Having been a teacher in various state schools for over two decades now, I have witnessed first-hand how disrespectful some students, parents and other sections of the community can be towards teachers.

Sadly, some pupils do take their teachers for granted. When I was a young teacher, I used to get very angry at disrespectful students.

My responses often goaded them on though: I’d go red in the face and shout at them, demanding in so many words that they should show me some respect. Needless to say, they’d laugh in my face because this was what they wanted: for whatever reason, they wanted to be distracted from doing the work and “winding up” the teacher was the most entertaining way to do this.

As a result of my shouting and blustering, small incidents of poor behaviour would escalate and I would find truly terrifying things happening such as all the furniture being pushed out of the classroom and some students throwing missiles at me, or threatening me with violence.
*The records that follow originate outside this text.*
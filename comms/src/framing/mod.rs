//   Copyright 2024 The Tether Project
//   SPDX-License-Identifier: BSD-3-Clause

//! Length-delimited, compressed framing with raw stream attachments.
//!
//! Wire layout of a message:
//!
//! ```text
//! u32_le length || deflate_raw(tagged_object_bytes)
//! ```
//!
//! followed, when the frame declares attached streams, by each attachment in
//! declared order:
//!
//! ```text
//! u64_le attachment_length || attachment_bytes (raw, uncompressed)
//! ```
//!
//! Structured frames are small and pass through raw DEFLATE; attachment bytes
//! bypass compression entirely. A frame cannot be read while a previous
//! frame's attachments are still on the wire.

mod attachment;

pub use attachment::{InboundStream, OutboundStream, ProgressSink};

use std::io::{Read, Write};

use bytes::{Bytes, BytesMut};
use flate2::{read::DeflateDecoder, write::DeflateEncoder, Compression};
use log::*;
use tokio::io::{AsyncRead, AsyncReadExt, AsyncWrite, AsyncWriteExt};

use crate::message::{MessageError, WireFrame};

const LOG_TARGET: &str = "comms::framing";

/// Maximum size of a single structured frame (compressed or inflated).
pub const MAX_FRAME_SIZE: usize = 4 * 1024 * 1024;

/// Chunk size for attachment reads and writes.
pub(crate) const ATTACHMENT_CHUNK_SIZE: usize = 64 * 1024;

#[derive(Debug, thiserror::Error)]
pub enum FramingError {
    #[error("IO error: {0}")]
    Io(#[from] std::io::Error),
    #[error(transparent)]
    Message(#[from] MessageError),
    #[error("frame of {got} bytes exceeds the maximum of {max}")]
    FrameTooLarge { got: usize, max: usize },
    #[error("connection closed by peer")]
    ConnectionClosed,
    #[error("{0} declared attachment(s) are still unread")]
    UnreadAttachments(usize),
    #[error("attachment source ended {remaining} byte(s) short of its declared length")]
    AttachmentTruncated { remaining: u64 },
    #[error("deflate payload inflated past the maximum frame size")]
    InflateOverrun,
    #[error("expected a {expected} frame, got {got}")]
    UnexpectedFrame {
        expected: &'static str,
        got: &'static str,
    },
}

/// Tracks how much declared attachment data is still on the wire.
#[derive(Debug, Default)]
struct AttachmentReadState {
    /// Declared attachments not yet begun.
    remaining_count: usize,
    /// Bytes left of the attachment currently being read, if any.
    current_remaining: Option<u64>,
}

impl AttachmentReadState {
    fn is_clear(&self) -> bool {
        self.remaining_count == 0 && self.current_remaining.is_none()
    }

    fn pending(&self) -> usize {
        self.remaining_count + usize::from(self.current_remaining.is_some())
    }
}

/// Reads and writes [`WireFrame`]s and their stream attachments over a byte
/// stream.
pub struct FrameCodec<S> {
    stream: S,
    read_buf: BytesMut,
    attachments: AttachmentReadState,
    max_frame_size: usize,
}

impl<S> FrameCodec<S>
where S: AsyncRead + AsyncWrite + Unpin
{
    pub fn new(stream: S) -> Self {
        Self::with_preread(stream, &[])
    }

    /// Create a codec whose first reads are served from `preread` before the
    /// underlying stream. Used when leading bytes were consumed to sniff the
    /// wire mode.
    pub fn with_preread(stream: S, preread: &[u8]) -> Self {
        Self {
            stream,
            read_buf: BytesMut::from(preread),
            attachments: AttachmentReadState::default(),
            max_frame_size: MAX_FRAME_SIZE,
        }
    }

    pub fn get_ref(&self) -> &S {
        &self.stream
    }

    /// Serialize, compress and flush a frame. Attachments the frame declares
    /// must be written immediately afterwards with [`write_attachment`] in
    /// declared order.
    ///
    /// [`write_attachment`]: FrameCodec::write_attachment
    pub async fn write_frame(&mut self, frame: &WireFrame) -> Result<(), FramingError> {
        let raw = frame.to_wire_bytes()?;
        if raw.len() > self.max_frame_size {
            return Err(FramingError::FrameTooLarge {
                got: raw.len(),
                max: self.max_frame_size,
            });
        }
        let compressed = deflate(&raw)?;
        if compressed.len() > self.max_frame_size {
            return Err(FramingError::FrameTooLarge {
                got: compressed.len(),
                max: self.max_frame_size,
            });
        }
        self.stream
            .write_all(&(compressed.len() as u32).to_le_bytes())
            .await?;
        self.stream.write_all(&compressed).await?;
        self.stream.flush().await?;
        trace!(
            target: LOG_TARGET,
            "wrote {} frame ({} bytes, {} compressed)",
            frame.variant_name(),
            raw.len(),
            compressed.len()
        );
        Ok(())
    }

    /// Write one stream attachment: `u64_le length || raw bytes`. Progress, if
    /// the stream carries a sink, is reported per whole percent crossed and
    /// ends with 100 exactly when the final byte has been flushed.
    pub async fn write_attachment(&mut self, attachment: &mut OutboundStream) -> Result<(), FramingError> {
        let length = attachment.len();
        self.stream.write_all(&length.to_le_bytes()).await?;

        let mut written = 0u64;
        while written < length {
            let chunk = attachment.next_chunk().await?;
            let mut chunk = match chunk {
                Some(chunk) => chunk,
                None => {
                    return Err(FramingError::AttachmentTruncated {
                        remaining: length - written,
                    })
                },
            };
            // A source longer than the declared length must not bleed into
            // the framing stream
            let remaining = (length - written) as usize;
            if chunk.len() > remaining {
                chunk.truncate(remaining);
            }
            self.stream.write_all(&chunk).await?;
            written += chunk.len() as u64;
            // Hold back 100 until the flush below
            let pct = ((written.saturating_mul(100) / length) as u8).min(99);
            attachment.report_progress_up_to(pct).await;
        }
        self.stream.flush().await?;
        attachment.report_progress_up_to(100).await;
        trace!(
            target: LOG_TARGET,
            "wrote attachment id={} ({} bytes)",
            attachment.id(),
            length
        );
        Ok(())
    }

    /// Read the next structured frame. Declared attachments of the previous
    /// frame must have been fully consumed first.
    pub async fn read_frame(&mut self) -> Result<WireFrame, FramingError> {
        if !self.attachments.is_clear() {
            return Err(FramingError::UnreadAttachments(self.attachments.pending()));
        }
        let mut len_bytes = [0u8; 4];
        self.read_exact_buffered(&mut len_bytes).await?;
        let len = u32::from_le_bytes(len_bytes) as usize;
        if len > self.max_frame_size {
            return Err(FramingError::FrameTooLarge {
                got: len,
                max: self.max_frame_size,
            });
        }
        let mut compressed = vec![0u8; len];
        self.read_exact_buffered(&mut compressed).await?;
        let raw = inflate(&compressed, self.max_frame_size)?;
        let frame = WireFrame::from_wire_bytes(&raw)?;

        let declared = match &frame {
            WireFrame::Request(request) => request.stream_ids.len(),
            WireFrame::Response(response) => response.stream_ids.len(),
            WireFrame::IdentityAnnounce(_) => 0,
        };
        self.attachments.remaining_count = declared;
        trace!(
            target: LOG_TARGET,
            "read {} frame ({} attachments declared)",
            frame.variant_name(),
            declared
        );
        Ok(frame)
    }

    /// Begin reading the next declared attachment, returning its length, or
    /// `None` when all declared attachments have been consumed. The current
    /// attachment must be fully read through [`attachment_chunk`] first.
    ///
    /// [`attachment_chunk`]: FrameCodec::attachment_chunk
    pub async fn begin_attachment(&mut self) -> Result<Option<u64>, FramingError> {
        if let Some(remaining) = self.attachments.current_remaining {
            if remaining > 0 {
                return Err(FramingError::UnreadAttachments(self.attachments.pending()));
            }
            self.attachments.current_remaining = None;
        }
        if self.attachments.remaining_count == 0 {
            return Ok(None);
        }
        let mut len_bytes = [0u8; 8];
        self.read_exact_buffered(&mut len_bytes).await?;
        let length = u64::from_le_bytes(len_bytes);
        self.attachments.remaining_count -= 1;
        self.attachments.current_remaining = Some(length);
        Ok(Some(length))
    }

    /// Read the next chunk of the attachment begun with [`begin_attachment`];
    /// `None` once it is exhausted.
    ///
    /// [`begin_attachment`]: FrameCodec::begin_attachment
    pub async fn attachment_chunk(&mut self) -> Result<Option<Bytes>, FramingError> {
        let remaining = match self.attachments.current_remaining {
            None | Some(0) => {
                self.attachments.current_remaining = None;
                return Ok(None);
            },
            Some(remaining) => remaining,
        };
        let want = (remaining.min(ATTACHMENT_CHUNK_SIZE as u64)) as usize;
        let chunk = self.read_chunk_buffered(want).await?;
        self.attachments.current_remaining = Some(remaining - chunk.len() as u64);
        Ok(Some(chunk))
    }

    /// Consume every remaining declared attachment, discarding the bytes.
    /// Returns the number of bytes drained.
    pub async fn drain_attachments(&mut self) -> Result<u64, FramingError> {
        let mut drained = 0u64;
        loop {
            while let Some(chunk) = self.attachment_chunk().await? {
                drained += chunk.len() as u64;
            }
            if self.begin_attachment().await?.is_none() {
                break;
            }
        }
        if drained > 0 {
            debug!(target: LOG_TARGET, "drained {} unread attachment byte(s)", drained);
        }
        Ok(drained)
    }

    pub fn has_pending_attachments(&self) -> bool {
        !self.attachments.is_clear()
    }

    async fn read_exact_buffered(&mut self, out: &mut [u8]) -> Result<(), FramingError> {
        while self.read_buf.len() < out.len() {
            let read = self.stream.read_buf(&mut self.read_buf).await?;
            if read == 0 {
                return Err(FramingError::ConnectionClosed);
            }
        }
        let bytes = self.read_buf.split_to(out.len());
        out.copy_from_slice(&bytes);
        Ok(())
    }

    async fn read_chunk_buffered(&mut self, max: usize) -> Result<Bytes, FramingError> {
        if self.read_buf.is_empty() {
            let read = self.stream.read_buf(&mut self.read_buf).await?;
            if read == 0 {
                return Err(FramingError::ConnectionClosed);
            }
        }
        let take = self.read_buf.len().min(max);
        Ok(self.read_buf.split_to(take).freeze())
    }
}

fn deflate(data: &[u8]) -> Result<Vec<u8>, FramingError> {
    let mut encoder = DeflateEncoder::new(
        Vec::with_capacity(data.len() / 2 + 16),
        Compression::default(),
    );
    encoder.write_all(data)?;
    Ok(encoder.finish()?)
}

fn inflate(data: &[u8], max_size: usize) -> Result<Vec<u8>, FramingError> {
    let mut decoder = DeflateDecoder::new(data).take(max_size as u64 + 1);
    let mut out = Vec::new();
    decoder.read_to_end(&mut out)?;
    if out.len() > max_size {
        return Err(FramingError::InflateOverrun);
    }
    Ok(out)
}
Now I try to keep a calm demeanour in the classroom, set clear boundaries and rules from the outset and exude a purposeful confidence. I’ve learnt the crucial importance of nipping poor behaviour in the bud; every teacher needs to spot the very early signs of misbehaviour and “working” on the trouble-makers before they turn nasty.

This can mean “winning them over”: being positive about what they can do, praising the work that deserves praise and making them feel like they can succeed. One of the root causes of students misbehaving is that they feel, for a whole multitude of reasons, that they are “no good” and it’s not worth doing any work.

Unfortunately, English culture generally has a tendency to focus upon the ability of a child rather than the effort they put in; this means that very early on in their school career many children feel that they are “dumb”, “stupid”, and “not up to it”.

These sorts of phrases rattle around their heads day in, day out because they’ve not done well in various tests and exams: they feel that their whole identity is tarred with the brush of failure and that there’s no way to gain kudos with their peers except to muck around.

In contrast, children are judged upon their effort and not their abilities in many Far Eastern cultures like China. Even if they are doing badly in their tests, it is their effort levels that defines them. As a result, Chinese children show real “resilience”: they work harder if they are not doing well. They learn the value of “sweating the small stuff”.

English culture in a whole myriad of ways – not just in schools – ridicules people who try hard but do badly: they are doubly mocked precisely because they have put in the effort and still failed.

As a result, these children quickly come to disrespect themselves and stop trying. If we are going to improve students’ behaviour, we all need to start changing our attitudes towards people who try hard but do badly; we need to praise them for their effort and make them feel they are worthwhile people.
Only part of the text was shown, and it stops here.